A woman's claim that she didn't know she was pregnant until her baby was crowning is stoking shock and fears about 'cryptic pregnancies,' however, doctors say cases are rare
- Kayla Simpson recounted her unexpected path to motherhood in a viral TikTok video.
- She said she didn't know she was pregnant until her daughter was crowning.
In November 2021, the New Jersey-based TikToker Kayla Simpson was rushed to the emergency room after suffering severe abdominal pain, she recounted in a viral TikTok video. Her mother suggested it could be period cramps, but Simpson had ended her period two days prior, she said in the video.
According to Simpson, who was 20 years old then, she didn't know she was about to give birth. That's because she'd undergone a cryptic pregnancy, she told 8.4 million TikTok viewers this week, or the term for unknown pregnancies that don't come with any of the typical symptoms or signs, like cravings, morning sickness, or sometimes even a baby bump.
Simpson's video and revelation have shocked and distressed viewers; While women said it's "unlocked" a new fear in them, some said not knowing about being pregnant for the entire term sounded "ideal."
A doctor told Insider that cryptic pregnancies are uncommon, and the circumstances that Simpsons described are even more rare.
The viral video that made millions of women aware of 'cryptic pregnancies'
On Sunday, Simpson shared her story on TikTok which she titled, "How I became a mom within 15 minutes."
According to her, after arriving at the hospital with abdominal pain, she was given an ultrasound to rule out a hernia, ovarian cysts, and appendicitis. Her mother then saw "something familiar" on the scan, she said, which turned out to be "little feet." Simpson claimed her baby began crowning soon after, and she gave birth to her daughter, Madi.
"Throughout my so-called pregnancy, I had lost 30 pounds, was the flattest I have ever been, and had my period every month," Simpson said in the video. "Madi was a completely healthy baby and had no medical problems whatsoever."
Commenters were shocked by the medical phenomenon, and others shared their own experiences with cryptic pregnancies.

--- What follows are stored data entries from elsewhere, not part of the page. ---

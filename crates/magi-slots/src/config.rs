//! Limiter configuration

use crate::error::{Result, SlotError};
use serde::{Deserialize, Serialize};
use std::time::Duration;

/// Default number of concurrent leases per resource class.
pub const DEFAULT_MAX_SLOTS: u32 = 2;
/// Leases whose heartbeat is older than this are presumed dead.
pub const DEFAULT_STALE_AFTER: Duration = Duration::from_secs(180);
/// Interval between heartbeats of a held lease.
pub const DEFAULT_HEARTBEAT_INTERVAL: Duration = Duration::from_secs(30);

/// Configuration of one bounded resource class.
#[derive(Debug, Clone, PartialEq, Eq, Serialize, Deserialize)]
#[serde(default)]
pub struct LimiterConfig {
    /// Resource class the cap applies to
    pub resource_class: String,
    /// Maximum live leases
    pub max_slots: u32,
    /// Expiry window for stale leases
    #[serde(rename = "stale_after_secs", with = "secs")]
    pub stale_after: Duration,
    /// Heartbeat period
    #[serde(rename = "heartbeat_interval_secs", with = "secs")]
    pub heartbeat_interval: Duration,
}

impl Default for LimiterConfig {
    fn default() -> Self {
        Self {
            resource_class: "default".to_string(),
            max_slots: DEFAULT_MAX_SLOTS,
            stale_after: DEFAULT_STALE_AFTER,
            heartbeat_interval: DEFAULT_HEARTBEAT_INTERVAL,
        }
    }
}

impl LimiterConfig {
    /// Configuration for a resource class with default timings.
    pub fn new(resource_class: impl Into<String>, max_slots: u32) -> Self {
        Self {
            resource_class: resource_class.into(),
            max_slots,
            ..Self::default()
        }
    }

    /// Set the stale expiry window.
    #[must_use]
    pub fn with_stale_after(mut self, stale_after: Duration) -> Self {
        self.stale_after = stale_after;
        self
    }

    /// Set the heartbeat period.
    #[must_use]
    pub fn with_heartbeat_interval(mut self, interval: Duration) -> Self {
        self.heartbeat_interval = interval;
        self
    }

    /// Reject configurations that cannot hold a lease.
    pub fn validate(&self) -> Result<()> {
        if self.resource_class.trim().is_empty() {
            return Err(SlotError::InvalidConfig(
                "resource class must not be empty".to_string(),
            ));
        }
        if self.max_slots == 0 {
            return Err(SlotError::InvalidConfig(
                "max_slots must be at least 1".to_string(),
            ));
        }
        if self.heartbeat_interval.is_zero() {
            return Err(SlotError::InvalidConfig(
                "heartbeat interval must be non-zero".to_string(),
            ));
        }
        if self.heartbeat_interval >= self.stale_after {
            return Err(SlotError::InvalidConfig(format!(
                "heartbeat interval ({}s) must be shorter than the stale window ({}s)",
                self.heartbeat_interval.as_secs(),
                self.stale_after.as_secs()
            )));
        }
        Ok(())
    }
}

mod secs {
    use serde::{Deserialize, Deserializer, Serializer};
    use std::time::Duration;

    pub fn serialize<S: Serializer>(d: &Duration, s: S) -> Result<S::Ok, S::Error> {
        s.serialize_u64(d.as_secs())
    }

    pub fn deserialize<'de, D: Deserializer<'de>>(d: D) -> Result<Duration, D::Error> {
        u64::deserialize(d).map(Duration::from_secs)
    }
}

#[cfg(test)]
mod tests {
    use super::*;

    #[test]
    fn test_defaults_are_valid() {
        let config = LimiterConfig::default();
        assert_eq!(config.stale_after, Duration::from_secs(180));
        assert_eq!(config.heartbeat_interval, Duration::from_secs(30));
        assert!(config.validate().is_ok());
    }

    #[test]
    fn test_validation() {
        assert!(LimiterConfig::new("claude", 0).validate().is_err());
        assert!(LimiterConfig::new("  ", 2).validate().is_err());
        assert!(LimiterConfig::new("claude", 2)
            .with_heartbeat_interval(Duration::from_secs(200))
            .validate()
            .is_err());
    }

    #[test]
    fn test_deserialize_partial() {
        let config: LimiterConfig =
            serde_json::from_str(r#"{"resource_class": "claude", "stale_after_secs": 60}"#)
                .unwrap();
        assert_eq!(config.resource_class, "claude");
        assert_eq!(config.max_slots, DEFAULT_MAX_SLOTS);
        assert_eq!(config.stale_after, Duration::from_secs(60));
    }
}
//! Session spawning and the caller-facing handle
//!
//! ## Usage
//!
//! ```ignore
//! let session = magi_runner::start("claude", &args, RunnerOptions::new(cwd))?;
//! let (mut events, handle) = session.into_parts();
//! while let Some(event) = events.next().await {
//!     match event? {
//!         StreamEvent::Delta { content, .. } => print!("{}", content),
//!         _ => {}
//!     }
//! }
//! handle.kill().await?; // no-op once exited
//! ```

use crate::driver::Driver;
use crate::error::{Error, Result};
use crate::options::RunnerOptions;
use crate::stream::EventStream;
use serde::Serialize;
use std::ffi::OsStr;
use std::time::Duration;
use tokio::sync::{mpsc, watch};
use tracing::{debug, info, warn};
use uuid::Uuid;

/// Extra wait on top of the grace period before `kill()` gives up waiting.
const KILL_WAIT_MARGIN: Duration = Duration::from_secs(2);

/// Lifecycle of a session. Transitions only move forward.
#[derive(Debug, Clone, Copy, PartialEq, Eq, PartialOrd, Ord, Hash, Serialize)]
#[serde(rename_all = "snake_case")]
pub enum SessionState {
    /// Spawned, waiting for the readiness signal
    Starting,
    /// Content is being accepted
    Streaming,
    /// A graceful exit was requested
    ExitRequested,
    /// The process has exited and every event was queued
    Exited,
}

impl std::fmt::Display for SessionState {
    fn fmt(&self, f: &mut std::fmt::Formatter<'_>) -> std::fmt::Result {
        match self {
            Self::Starting => write!(f, "starting"),
            Self::Streaming => write!(f, "streaming"),
            Self::ExitRequested => write!(f, "exit_requested"),
            Self::Exited => write!(f, "exited"),
        }
    }
}

/// Requests from handles to the session driver.
#[derive(Debug)]
pub(crate) enum Control {
    Kill,
    Write(String),
    Resize { cols: u16, rows: u16 },
}

/// Spawn `command` inside a pseudo-terminal and start streaming its output.
///
/// Must be called from within a tokio runtime. Fails immediately when the
/// options are invalid or the process cannot be spawned.
pub fn start<I, S>(command: &str, args: I, options: RunnerOptions) -> Result<Session>
where
    I: IntoIterator<Item = S>,
    S: AsRef<OsStr>,
{
    options.validate()?;

    let id = options
        .session_id
        .clone()
        .unwrap_or_else(|| Uuid::new_v4().to_string());

    let (pty, pts) =
        pty_process::open().map_err(|e| Error::Spawn(format!("Failed to open PTY: {}", e)))?;
    pty.resize(pty_process::Size::new(options.rows, options.cols))
        .map_err(|e| Error::Spawn(format!("Failed to size PTY: {}", e)))?;

    let mut pty_cmd = pty_process::Command::new(command).args(args);
    if options.clear_env {
        pty_cmd = pty_cmd.env_clear();
    }
    for (key, value) in &options.env {
        pty_cmd = pty_cmd.env(key, value);
    }
    if !options.env.contains_key("TERM") {
        pty_cmd = pty_cmd.env("TERM", "xterm-256color");
    }
    pty_cmd = pty_cmd.current_dir(&options.cwd);

    let child = pty_cmd
        .spawn(pts)
        .map_err(|e| Error::Spawn(format!("Failed to spawn '{}': {}", command, e)))?;

    info!(
        session_id = %id,
        command = %command,
        cwd = %options.cwd.display(),
        pid = ?child.id(),
        "Spawned PTY session"
    );

    let (reader, writer) = pty.into_split();
    let (event_tx, event_rx) = mpsc::channel(options.event_capacity);
    let (control_tx, control_rx) = mpsc::unbounded_channel();
    let (state_tx, state_rx) = watch::channel(SessionState::Starting);
    let grace_period = options.grace_period;

    let driver = Driver::new(
        id.clone(),
        &options,
        reader,
        writer,
        child,
        event_tx,
        control_rx,
        state_tx,
    );
    let join = tokio::spawn(driver.run());

    Ok(Session {
        events: EventStream::new(id.clone(), event_rx, join),
        handle: SessionHandle {
            id,
            control: control_tx,
            state: state_rx,
            grace_period,
        },
    })
}

/// A running session: its event stream plus a control handle.
pub struct Session {
    events: EventStream,
    handle: SessionHandle,
}

impl Session {
    /// Session identifier.
    #[must_use]
    pub fn id(&self) -> &str {
        self.handle.id()
    }

    /// A cloneable control handle.
    #[must_use]
    pub fn handle(&self) -> SessionHandle {
        self.handle.clone()
    }

    /// Mutable access to the event stream.
    pub fn events(&mut self) -> &mut EventStream {
        &mut self.events
    }

    /// Split into the event stream and the control handle.
    #[must_use]
    pub fn into_parts(self) -> (EventStream, SessionHandle) {
        (self.events, self.handle)
    }
}

/// Cloneable control handle for a session.
#[derive(Debug, Clone)]
pub struct SessionHandle {
    id: String,
    control: mpsc::UnboundedSender<Control>,
    state: watch::Receiver<SessionState>,
    grace_period: Duration,
}

impl SessionHandle {
    /// Session identifier.
    #[must_use]
    pub fn id(&self) -> &str {
        &self.id
    }

    /// Current lifecycle state.
    #[must_use]
    pub fn state(&self) -> SessionState {
        *self.state.borrow()
    }

    /// Whether the session has reached its terminal state.
    #[must_use]
    pub fn is_exited(&self) -> bool {
        self.state() == SessionState::Exited
    }

    /// Request a graceful exit and wait for the process to go away.
    ///
    /// The driver writes the exit input, then force-kills after the grace
    /// period. Calling this again, or after the session exited, is a no-op.
    pub async fn kill(&self) -> Result<()> {
        if self.is_exited() {
            debug!(session_id = %self.id, "Kill requested after exit; nothing to do");
            return Ok(());
        }
        if self.control.send(Control::Kill).is_err() {
            // Driver already gone
            return Ok(());
        }
        let wait = tokio::time::timeout(self.grace_period + KILL_WAIT_MARGIN, self.wait_exited());
        if wait.await.is_err() {
            warn!(session_id = %self.id, "Session did not exit within the grace period");
        }
        Ok(())
    }

    /// Wait until the session reaches `Exited`.
    pub async fn wait_exited(&self) {
        let mut state = self.state.clone();
        // An error means the driver dropped its sender, which only happens on exit
        let _ = state
            .wait_for(|s| *s == SessionState::Exited)
            .await
            .map(|_| ());
    }

    /// Write raw input to the terminal (`\r` submits a line).
    pub fn write_input(&self, input: impl Into<String>) -> Result<()> {
        self.control
            .send(Control::Write(input.into()))
            .map_err(|_| exited_error())
    }

    /// Resize the terminal.
    pub fn resize(&self, cols: u16, rows: u16) -> Result<()> {
        if cols == 0 || rows == 0 {
            return Err(Error::InvalidOptions(
                "terminal size must be non-zero".to_string(),
            ));
        }
        self.control
            .send(Control::Resize { cols, rows })
            .map_err(|_| exited_error())
    }
}

fn exited_error() -> Error {
    Error::Io(std::io::Error::new(
        std::io::ErrorKind::BrokenPipe,
        "session has exited",
    ))
}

"My kidney infection is now 4 years old and my bestie for life," one commenter wrote.
Some, however, expressed terror at the thought of a cryptic pregnancy."NEW FEAR UNLOCKED," wrote a top commenter. "I would have cried for 40 days and 40 nights," added another.

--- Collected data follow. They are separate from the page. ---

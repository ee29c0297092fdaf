//! CLI module for Magi
//!
//! Commands:
//! - `run`: send a prompt to a provider and stream its answer
//! - `exec`: stream any interactive command through the runner
//! - `slots`: inspect and clean the slot database

use clap::{Parser, Subcommand};
use std::path::PathBuf;

use crate::providers::ProviderKind;
use crate::settings::{load_config, validate_config};

mod exec;
mod output;
mod run;
mod slots;

pub use output::Printer;

/// Magi CLI
#[derive(Parser, Debug)]
#[command(name = "magi")]
#[command(about = "Run interactive AI coding CLIs as clean event streams")]
#[command(version)]
pub struct Cli {
    /// Emit logs as JSON
    #[arg(long, global = true)]
    pub log_json: bool,

    /// Print events as JSON lines instead of plain text
    #[arg(long, global = true)]
    pub json: bool,

    #[command(subcommand)]
    pub command: Option<Commands>,
}

#[derive(Subcommand, Debug)]
pub enum Commands {
    /// Send a prompt to a provider
    Run {
        #[arg(value_enum)]
        provider: ProviderKind,
        prompt: String,
        /// Working directory of the provider process
        #[arg(long)]
        cwd: Option<PathBuf>,
    },
    /// Run an arbitrary interactive command
    Exec {
        #[arg(long)]
        cwd: Option<PathBuf>,
        /// Command and arguments, after `--`
        #[arg(last = true, required = true)]
        command: Vec<String>,
    },
    /// Inspect the slot database
    #[command(subcommand)]
    Slots(SlotsCommand),
}

#[derive(Subcommand, Debug)]
pub enum SlotsCommand {
    /// List leases
    List {
        /// Only leases of this resource class
        #[arg(long)]
        class: Option<String>,
    },
    /// Delete leases whose heartbeat is stale
    Purge,
}

/// Run the CLI command
pub async fn run(cli: Cli) -> anyhow::Result<()> {
    let printer = Printer::new(cli.json);
    let Some(command) = cli.command else {
        let mut cmd = <Cli as clap::CommandFactory>::command();
        cmd.print_help()?;
        println!();
        return Ok(());
    };

    let config = load_config()?;
    validate_config(&config)?;

    match command {
        Commands::Run {
            provider,
            prompt,
            cwd,
        } => run::run(&config, provider, &prompt, cwd, printer).await,
        Commands::Exec { cwd, command } => exec::run(&config, command, cwd, printer).await,
        Commands::Slots(SlotsCommand::List { class }) => {
            slots::list(&config, class.as_deref(), &printer).await
        }
        Commands::Slots(SlotsCommand::Purge) => slots::purge(&config, &printer).await,
    }
}

#[cfg(test)]
mod tests {
    use super::*;

    #[test]
    fn test_parse_run() {
        let cli = Cli::try_parse_from(["magi", "--json", "run", "claude-code", "fix the tests"]).unwrap();
        assert!(cli.json);
        match cli.command {
            Some(Commands::Run { provider, prompt, cwd }) => {
                assert_eq!(provider, ProviderKind::ClaudeCode);
                assert_eq!(prompt, "fix the tests");
                assert!(cwd.is_none());
            }
            other => panic!("unexpected command: {:?}", other),
        }
    }

    #[test]
    fn test_parse_exec_trailing_args() {
        let cli = Cli::try_parse_from(["magi", "exec", "--cwd", "/tmp", "--", "python3", "-i", "-q"]).unwrap();
        match cli.command {
            Some(Commands::Exec { cwd, command }) => {
                assert_eq!(cwd, Some(PathBuf::from("/tmp")));
                assert_eq!(command, vec!["python3", "-i", "-q"]);
            }
            other => panic!("unexpected command: {:?}", other),
        }
    }

    #[test]
    fn test_parse_slots() {
        let cli = Cli::try_parse_from(["magi", "slots", "list", "--class", "codex"]).unwrap();
        assert!(matches!(
            cli.command,
            Some(Commands::Slots(SlotsCommand::List { class: Some(ref c) })) if c == "codex"
        ));
        assert!(Cli::try_parse_from(["magi", "exec"]).is_err());
    }
}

While cryptic pregnancies are uncommon, ones in which the realization arrives at labor are rarer still, said Dr. Nicole Rankins, a Virginia-based OB-GYN and host of the "All About Pregnancy & Birth" podcast. Roughly 1 in 475 women don't realize they're pregnant until the five-month marker, according to the Cleveland Clinic, and only about 1 in 2,500 discover they're pregnant while in labor.
If the circumstances surrounding Simpson's pregnancy sound staggering, it's because they are extremely rare.
Rankins said that she "will never discount anyone's lived experiences," but that some of Simpson's were unusual.
'I think that it's possible that there is a strong mental component,' said Rankins
Rankins told Insider that the cause of cryptic pregnancies is unknown, but they are more commonly seen in women with irregular periods. In her 20 years of practice (and 2,000 deliveries), she has only seen two patients who didn't realize they were pregnant until labor — both of whom were "very much so trying to hide it from their families, and not wanting to be pregnant," she said.
"I think that it's possible that there is a strong mental component," Rankins said.. "I think there can be a very strong dissociation from the physical symptoms of pregnancy."
While pregnant women can experience occasional bleeding, it is impossible for them to have menstrual periods, as Simpson had claimed. And while some pregnant women lose weight due to nausea (or have smaller bumps because their babies are smaller or they have tighter abdominal muscles), a 30-pound loss is "not typical of how the human body works," she added.
"I've never seen anyone who's pregnant with a full-term baby and have a completely flat belly," Rankins said.
Simpson's viral TikTok has also intrigued women who said her situation sounded ideal.
"My dream is to have a cryptic pregnancy so I don't have to go through all the regular pregnancy stuff," a commenter wrote. However, Rankins noted that cryptic pregnancies can also increase the risk of problems because they preclude prenatal care.
Social media can cause widespread panic about exceptional cases
Birth control?, period? Drinking?, belly?, parents reaction? Everything in 1 vid. You’re welcome:)♬ original sound - Kayla
Rankins warned that social media can make strange medical conditions seem more imminent than they are. While there have been notable cases, they are few and far between.
Earlier this month, WNBA player Ruthy Hebard shared her own experience with a cryptic pregnancy — though she had learned of hers sooner, after roughly 5 to 6 months.
While it's great that viewers are becoming more aware of medical phenomena, cryptic pregnancies are not something the average person should fret about.
"Social media algorithms tend to favor things that are completely on the fringe," she said. "They're gonna drive these things in front of you that are actually pretty rare occurrences."